Like most things, you (unfortunately) can’t get champagne on a cava budget – a crying shame, I know. But if you’re wise about the type of fish you’re buying it doesn’t need to hit your weekly food budget too hard. Seabass and king prawns are out but mackerel, sardines, anchovies, a decent can of tuna are all easy to come by and much more reasonable. Like for like from a quality, sustainability and nutrient value point of view fish can often trump meat £ for £ so it’s definitely worth thinking about incorporating it into main meals.
As supermarkets go, Waitrose has a great policy on sustainability in fish and, what’s more, I’ve grabbed so many ‘red sticker’ bargains from the fish section – incredible savings that will all keep when you throw them in the freezer to eat at a later date. Best days tend to be Friday nights in city centre stores or Saturday / Sunday late afternoon at out of town stores.
2. It smells
But it shouldn’t.
‘Proper’ fresh fish doesn’t smell unpleasant. If the fish has seen better days, it’s definitely giving off that smell by means of telling you not to buy / eat it.
In terms of cooking it, there are ways around a smell of fish lingering – open your windows, get the extractor fan on and remember baking fish in a foil parcel 100% stops this happening. If you’re pan frying (for that delicious crunchy finish) always use a lid. I find skin-on fish quickly flashed in a lidded casserole dish works a treat.
3. “I don’t know what to do with it”
But have you ever asked someone for help? The fishmonger is absolutely there to help – not only in the filleting, skinning etc but will also have some great cooking suggestions too. In my opinion, all fish becomes awesome in a foil parcel with some butter and herbs – dill for salmon; chives for haddock; parsley for cod.
4. It tastes fishy
In what way?
Perhaps you need some help selecting a fish that better suits your palette – again, the waiter in a restaurant or the fishmonger is there to be asked questions and should definitely be able to help you. From personal experience I find shellfish has a far stronger flavour but the members of the white fish family far less so.

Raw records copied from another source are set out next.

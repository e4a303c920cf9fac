//! Configuration structures for the replica client.

use std::time::Duration;

use serde::{Deserialize, Serialize};

use crate::address::Protocol;
use crate::transport::TransportKey;

/// Retry budgets and caps for each failure class.
#[derive(Clone, Debug, PartialEq, Eq, Serialize, Deserialize)]
pub struct RetryConfig {
    /// Elapsed-time budget for topology-change retries (Gone, splitting,
    /// migrating, invalid partition, transient network failures)
    pub gone_budget: Duration,

    /// Maximum number of Gone-class retries before giving up
    pub gone_max_attempts: u32,

    /// Backoff before the second Gone retry; doubles for each retry after.
    /// The first retry is always immediate.
    pub gone_initial_backoff: Duration,

    /// Number of invalid-partition failures that ends the request
    pub invalid_partition_max_attempts: u32,

    /// First retry-with backoff
    pub retry_with_initial_backoff: Duration,

    /// Linear increase per retry-with retry
    pub retry_with_backoff_step: Duration,

    /// Upper bound on a single retry-with backoff
    pub retry_with_max_backoff: Duration,

    /// Elapsed-time budget for retry-with and session-not-available retries,
    /// measured from the first such failure
    pub retry_with_budget: Duration,
}

impl Default for RetryConfig {
    fn default() -> Self {
        Self {
            gone_budget: Duration::from_secs(30),
            gone_max_attempts: 4,
            gone_initial_backoff: Duration::from_secs(1),
            invalid_partition_max_attempts: 3,
            retry_with_initial_backoff: Duration::from_millis(10),
            retry_with_backoff_step: Duration::from_millis(10),
            retry_with_max_backoff: Duration::from_millis(100),
            retry_with_budget: Duration::from_secs(5),
        }
    }
}

impl RetryConfig {
    /// Set the Gone-class elapsed budget.
    pub fn with_gone_budget(mut self, budget: Duration) -> Self {
        self.gone_budget = budget;
        self
    }

    /// Set the retry-with elapsed budget.
    pub fn with_retry_with_budget(mut self, budget: Duration) -> Self {
        self.retry_with_budget = budget;
        self
    }
}

/// Quorum read tuning.
#[derive(Clone, Debug, PartialEq, Eq, Serialize, Deserialize)]
pub struct QuorumConfig {
    /// Extra read rounds attempted when the first round reaches no quorum
    pub barrier_retries: u32,

    /// Pause between barrier rounds
    pub barrier_delay: Duration,
}

impl Default for QuorumConfig {
    fn default() -> Self {
        Self {
            barrier_retries: 2,
            barrier_delay: Duration::from_millis(10),
        }
    }
}

/// Connection lifecycle settings. Keys the shared transport registry, so two
/// clients with equal settings share one pool.
#[derive(Clone, Debug, PartialEq, Eq, Hash, Serialize, Deserialize)]
pub struct ConnectionConfig {
    /// Idle time after which a pooled endpoint is closed
    pub idle_timeout: Duration,

    /// How often the background sweep looks for idle endpoints
    pub sweep_interval: Duration,

    /// Timeout for establishing a channel
    pub connect_timeout: Duration,
}

impl Default for ConnectionConfig {
    fn default() -> Self {
        Self {
            idle_timeout: Duration::from_secs(20 * 60),
            sweep_interval: Duration::from_secs(60),
            connect_timeout: Duration::from_secs(5),
        }
    }
}

impl ConnectionConfig {
    /// Set the idle timeout.
    pub fn with_idle_timeout(mut self, idle_timeout: Duration) -> Self {
        self.idle_timeout = idle_timeout;
        self
    }

    /// Set the sweep interval.
    pub fn with_sweep_interval(mut self, sweep_interval: Duration) -> Self {
        self.sweep_interval = sweep_interval;
        self
    }
}

/// Top-level client configuration.
#[derive(Clone, Debug, PartialEq, Eq, Serialize, Deserialize)]
pub struct ClientConfig {
    /// Protocol used to reach replicas
    pub protocol: Protocol,

    /// Overall budget for one request including every retry
    pub request_timeout: Duration,

    /// Timeout for one physical replica call
    pub replica_call_timeout: Duration,

    /// Timeout for one consistency-read attempt (a quorum round included)
    pub read_attempt_timeout: Duration,

    /// Number of logical endpoints the address cache holds
    pub address_cache_capacity: usize,

    /// How long a service configuration snapshot stays fresh
    pub service_config_refresh: Duration,

    /// Retry budgets
    pub retry: RetryConfig,

    /// Quorum tuning
    pub quorum: QuorumConfig,

    /// Connection lifecycle
    pub connection: ConnectionConfig,
}

impl Default for ClientConfig {
    fn default() -> Self {
        Self {
            protocol: Protocol::Tcp,
            request_timeout: Duration::from_secs(60),
            replica_call_timeout: Duration::from_secs(10),
            read_attempt_timeout: Duration::from_secs(30),
            address_cache_capacity: 5,
            service_config_refresh: Duration::from_secs(5 * 60),
            retry: RetryConfig::default(),
            quorum: QuorumConfig::default(),
            connection: ConnectionConfig::default(),
        }
    }
}

impl ClientConfig {
    /// Create a configuration for low-latency local networking.
    pub fn local_network() -> Self {
        Self {
            protocol: Protocol::Tcp,
            request_timeout: Duration::from_secs(10),
            replica_call_timeout: Duration::from_secs(1),
            read_attempt_timeout: Duration::from_secs(3),
            address_cache_capacity: 5,
            service_config_refresh: Duration::from_secs(30),
            retry: RetryConfig::default().with_gone_budget(Duration::from_secs(8)),
            quorum: QuorumConfig {
                barrier_retries: 2,
                barrier_delay: Duration::from_millis(5),
            },
            connection: ConnectionConfig {
                idle_timeout: Duration::from_secs(60),
                sweep_interval: Duration::from_secs(5),
                connect_timeout: Duration::from_millis(500),
            },
        }
    }

    /// Create a configuration for high-latency WAN networking.
    pub fn wan_network() -> Self {
        Self {
            protocol: Protocol::Https,
            request_timeout: Duration::from_secs(120),
            replica_call_timeout: Duration::from_secs(30),
            read_attempt_timeout: Duration::from_secs(60),
            address_cache_capacity: 5,
            service_config_refresh: Duration::from_secs(10 * 60),
            retry: RetryConfig::default(),
            quorum: QuorumConfig {
                barrier_retries: 4,
                barrier_delay: Duration::from_millis(50),
            },
            connection: ConnectionConfig {
                idle_timeout: Duration::from_secs(30 * 60),
                sweep_interval: Duration::from_secs(120),
                connect_timeout: Duration::from_secs(30),
            },
        }
    }

    /// Set the replica protocol.
    pub fn with_protocol(mut self, protocol: Protocol) -> Self {
        self.protocol = protocol;
        self
    }

    /// Set the overall request budget.
    pub fn with_request_timeout(mut self, timeout: Duration) -> Self {
        self.request_timeout = timeout;
        self
    }

    /// Set the per replica call timeout.
    pub fn with_replica_call_timeout(mut self, timeout: Duration) -> Self {
        self.replica_call_timeout = timeout;
        self
    }

    /// Set the retry configuration.
    pub fn with_retry(mut self, retry: RetryConfig) -> Self {
        self.retry = retry;
        self
    }

    /// Set the quorum configuration.
    pub fn with_quorum(mut self, quorum: QuorumConfig) -> Self {
        self.quorum = quorum;
        self
    }

    /// Set the connection configuration.
    pub fn with_connection(mut self, connection: ConnectionConfig) -> Self {
        self.connection = connection;
        self
    }

    /// Set how long a service configuration snapshot stays fresh.
    pub fn with_service_config_refresh(mut self, refresh: Duration) -> Self {
        self.service_config_refresh = refresh;
        self
    }

    /// Key under which clients with these settings share a transport.
    pub fn transport_key(&self) -> TransportKey {
        TransportKey::new(self.protocol, self.connection.clone())
    }

    /// Set the address cache capacity.
    pub fn with_address_cache_capacity(mut self, capacity: usize) -> Self {
        self.address_cache_capacity = capacity;
        self
    }
}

5. Fish is boring / tasteless
Each of them transforms a fish dish as a wonderful side accompaniment.
You’ll also be amazed at what a squeeze of lemon, a bit of chilli or a selection of Thai spices can do too.
6. “I never know if it’s cooked properly”

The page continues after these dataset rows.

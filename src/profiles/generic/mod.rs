//! The generic IP / IP-in-IP / next-header decompression profile family.
//!
//! RFC 3095's IP-only, UDP, UDP-Lite and RTP profiles share one
//! decompression pipeline: CID routing hands a packet to a context, the
//! parser extracts raw bit bundles, the value decoder resolves them
//! against the context's references, and the builder reconstructs the
//! headers and proves them with a CRC before anything is committed.
//! Profile-specific behavior is a tagged variant
//! ([`protocol_types::NextHeader`]) dispatched per packet.

pub mod builder;
pub mod context;
pub mod decoder;
pub mod decompressor;
pub mod discriminator;
pub mod lists;
pub mod packet_types;
pub mod parser;
pub mod protocol_types;
pub mod repair;

pub use context::{DecompressorMode, GenericDecompressorContext, IpHeaderState};
pub use decompressor::decompress_packet;
pub use discriminator::GenericPacketType;
pub use parser::CidFraming;
pub use protocol_types::{
    ExtensionItem, IpHeader, Ipv4Header, Ipv6Header, NextHeader, ReconstructedHeaders, RtpHeader,
    UdpHeader, UdpLiteHeader,
};
//! ROHC profile identifiers and channel-wide packet definitions.

use serde::{Deserialize, Serialize};

use crate::constants::{
    PROFILE_ID_ESP, PROFILE_ID_IP, PROFILE_ID_RTP, PROFILE_ID_UDP, PROFILE_ID_UDP_LITE,
    PROFILE_ID_UNCOMPRESSED,
};

/// Supported ROHC profile identifiers.
///
/// The numeric values correspond to the profile identifiers defined in
/// RFC 3095 (0x0000-0x0003), RFC 3843 (0x0004) and RFC 4019 (0x0008).
#[derive(Debug, Clone, Copy, PartialEq, Eq, Hash, Serialize, Deserialize)]
pub enum RohcProfile {
    /// Uncompressed passthrough (profile 0x0000).
    Uncompressed,
    /// RTP/UDP/IP compression (profile 0x0001).
    Rtp,
    /// UDP/IP compression (profile 0x0002).
    Udp,
    /// ESP/IP compression (profile 0x0003); recognized, not implemented.
    Esp,
    /// IP-only compression (profile 0x0004).
    Ip,
    /// UDP-Lite/IP compression (profile 0x0008).
    UdpLite,
    /// Unknown or unsupported profile byte.
    Unknown(u8),
}

impl From<u8> for RohcProfile {
    fn from(value: u8) -> Self {
        match value {
            PROFILE_ID_UNCOMPRESSED => RohcProfile::Uncompressed,
            PROFILE_ID_RTP => RohcProfile::Rtp,
            PROFILE_ID_UDP => RohcProfile::Udp,
            PROFILE_ID_ESP => RohcProfile::Esp,
            PROFILE_ID_IP => RohcProfile::Ip,
            PROFILE_ID_UDP_LITE => RohcProfile::UdpLite,
            unknown_id => RohcProfile::Unknown(unknown_id),
        }
    }
}

impl From<RohcProfile> for u8 {
    fn from(profile: RohcProfile) -> Self {
        match profile {
            RohcProfile::Uncompressed => PROFILE_ID_UNCOMPRESSED,
            RohcProfile::Rtp => PROFILE_ID_RTP,
            RohcProfile::Udp => PROFILE_ID_UDP,
            RohcProfile::Esp => PROFILE_ID_ESP,
            RohcProfile::Ip => PROFILE_ID_IP,
            RohcProfile::UdpLite => PROFILE_ID_UDP_LITE,
            RohcProfile::Unknown(val) => val,
        }
    }
}

/// CID encoding negotiated for a ROHC channel.
///
/// Small CIDs (0..15) travel in an optional Add-CID octet; large CIDs
/// (0..2^14-1) are SDVL-encoded after the packet type octet. The two
/// encodings never mix on one channel.
#[derive(Debug, Clone, Copy, PartialEq, Eq, Default, Serialize, Deserialize)]
pub enum CidType {
    /// Add-CID framing, CIDs 0..=15.
    #[default]
    Small,
    /// SDVL framing, CIDs 0..=16383.
    Large,
}
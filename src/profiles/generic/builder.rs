//! Header reconstruction and CRC validation.
//!
//! The builder materializes a candidate header stack from the context's
//! reference headers, the decoded values and any extension-3 field or list
//! updates, then checks the received CRC over the CRC-STATIC and
//! CRC-DYNAMIC field selections of the candidate (RFC 3095, Section 5.9.1;
//! the dynamic selection continues from the static selection's value).
//!
//! Nothing here mutates the context: a candidate that fails its CRC is
//! dropped on the floor, which is what makes commit atomic.

use crate::crc::CrcCalculators;
use crate::error::{CrcType, Field, ParseContext, RohcParsingError};
use crate::packet_defs::RohcProfile;
use crate::types::{GenId, IpId, SequenceNumber};

use super::context::GenericDecompressorContext;
use super::lists::DecodedList;
use super::packet_types::{DecodedValues, ExtractedBits, IpFieldUpdates, PendingListUpdates};
use super::protocol_types::{IpHeader, NextHeader, ReconstructedHeaders};

/// Pending rnd/nbo flag changes for one IP header, applied at commit.
#[derive(Debug, Clone, Copy, Default, PartialEq, Eq)]
pub struct IpFlagUpdates {
    pub rnd: Option<bool>,
    pub nbo: Option<bool>,
}

/// A candidate reconstruction awaiting CRC validation.
#[derive(Debug, Clone)]
pub struct CandidateReconstruction {
    pub headers: ReconstructedHeaders,
    pub lists: PendingListUpdates,
    pub outer_flags: IpFlagUpdates,
    pub inner_flags: IpFlagUpdates,
}

/// Errors the builder can produce before any CRC check.
#[derive(Debug, Clone, PartialEq, Eq)]
pub enum BuildError {
    /// A referenced list generation is no longer in the window.
    ListReferenceMissing(GenId),
    /// Structural mismatch between packet and context.
    Malformed(RohcParsingError),
}

impl From<RohcParsingError> for BuildError {
    fn from(err: RohcParsingError) -> Self {
        BuildError::Malformed(err)
    }
}

/// Builds a candidate header stack for the decoded values.
///
/// # Errors
/// - [`BuildError::ListReferenceMissing`] - List update names an evicted generation
/// - [`BuildError::Malformed`] - Updates target a header the flow does not have
pub fn build_candidate(
    context: &GenericDecompressorContext,
    bits: &ExtractedBits,
    decoded: &DecodedValues,
) -> Result<CandidateReconstruction, BuildError> {
    let mut headers = context
        .reference_headers()
        .expect("candidate build requires an established static chain");
    let mut lists = PendingListUpdates::default();
    let mut outer_flags = IpFlagUpdates::default();
    let mut inner_flags = IpFlagUpdates::default();

    // Map extension-3 updates onto concrete headers: the "innermost" set
    // belongs to the second IP header when the flow has one.
    let has_inner = headers.inner_ip.is_some();
    let (outer_updates, inner_updates) = if has_inner {
        (&bits.outermost_updates, &bits.innermost_updates)
    } else {
        if !bits.outermost_updates.is_empty() {
            return Err(BuildError::Malformed(RohcParsingError::InvalidFieldValue {
                field: Field::ExtensionDiscriminator,
                context: ParseContext::UoPacketExtension,
                expected: 0,
                got: 1,
            }));
        }
        (&bits.innermost_updates, &bits.innermost_updates)
    };

    // Outer IP header.
    {
        let state = context.outer_ip.as_ref().expect("outer header exists");
        let nbo = outer_updates.nbo.unwrap_or(state.nbo);
        apply_ip_updates(&mut headers.outer_ip, outer_updates)?;
        if let Some(list_enc) = &outer_updates.list {
            lists.outer = Some(decode_list_update(state, list_enc, &mut headers.outer_ip)?);
        }
        if let (IpHeader::V4(v4), Some(id)) = (&mut headers.outer_ip, decoded.ip_id) {
            v4.identification = wire_ip_id(id, nbo);
        }
        outer_flags = IpFlagUpdates {
            rnd: outer_updates.rnd,
            nbo: outer_updates.nbo,
        };
    }

    // Inner IP header, when the flow has one.
    if has_inner {
        let state = context.inner_ip.as_ref().expect("checked above");
        let inner_header = headers.inner_ip.as_mut().expect("checked above");
        let nbo = inner_updates.nbo.unwrap_or(state.nbo);
        apply_ip_updates(inner_header, inner_updates)?;
        if let Some(list_enc) = &inner_updates.list {
            lists.inner = Some(decode_list_update(state, list_enc, inner_header)?);
        }
        if let (IpHeader::V4(v4), Some(id)) = (inner_header, decoded.ip_id2) {
            v4.identification = wire_ip_id(id, nbo);
        }
        inner_flags = IpFlagUpdates {
            rnd: inner_updates.rnd,
            nbo: inner_updates.nbo,
        };
    }

    // Next-header block.
    match &mut headers.next_header {
        NextHeader::None => {}
        NextHeader::Udp(udp) => {
            if let Some(checksum) = bits.udp_checksum {
                udp.checksum = checksum;
            }
        }
        NextHeader::UdpLite(lite) => {
            if let Some(coverage) = bits.udplite_coverage {
                lite.checksum_coverage = coverage;
            }
            if let Some(checksum) = bits.udp_checksum {
                lite.checksum = checksum;
            }
        }
        NextHeader::Rtp { udp, rtp } => {
            if let Some(checksum) = bits.udp_checksum {
                udp.checksum = checksum;
            }
            rtp.sequence_number = decoded.sn;
            rtp.timestamp = decoded.ts;
            rtp.marker = decoded.marker;
            if let Some(pt) = bits.rtp_updates.payload_type {
                rtp.payload_type = pt;
            }
            if let Some(padding) = bits.rtp_updates.padding {
                rtp.padding = padding;
            }
            if let Some(extension) = bits.rtp_updates.extension {
                rtp.extension = extension;
            }
        }
    }

    Ok(CandidateReconstruction {
        headers,
        lists,
        outer_flags,
        inner_flags,
    })
}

Well the good news is it doesn’t take long to cook fish. Probably a lot less than you think. I tend to go with 180oC for 15 mins when in a foil parcel, pop a fork in the middle to check it’s piping and flaking apart then job’s a good ‘un. But again, if you’re not sure, ask – at the fishmonger, search for online recipes, even ask family and friends what they do with fish
7. “No one else in my family will eat it”
Have you asked them? Or just assumed this? There are lots of family-friendly fish recipes like fish pie, fish cakes that can all go down a treat. I recently made smoked mackerel and sweet potato fish cakes for a visitor that claimed she only ate chicken or beef…
8. I’m too scared to try it
You might surprise yourself by how much you like it. If you don’t want to cook an entire portion for your own dinner or risk ordering something at a restaurant you don’t think you’ll like, try a bit of someone else’s. Fish eaters are the first to extoll the virtues of our gill bearing friends and often only too happy to share – a little bit at least…
9. “The head freaks me out on my plate / there’s too many bones”
“Is it possible to have that filleted, please?” is the answer to everything. I’m the same, why would I want to have to wade through parts of the fish I’m not going to eat? I always look at it as good knife skills practice for the fishmonger / the chef – and vow every time that I’ll go on a fish course!
10. Steak’s better
When it comes to a rare grass fed fillet I’m not sure even I can argue that one but so much of the meat we eat is horrifically low grade, dreadful for the environment and equally as bad for our insides. Again, coming back to point 1. and thinking about what you get in terms of like for like, £ for £, fish is a far better choice. I often find now I’ll choose fish in a restaurant as I love the cooking techniques used and it’ll give you tonnes of ideas for recreating more adventurous fish dishes at home.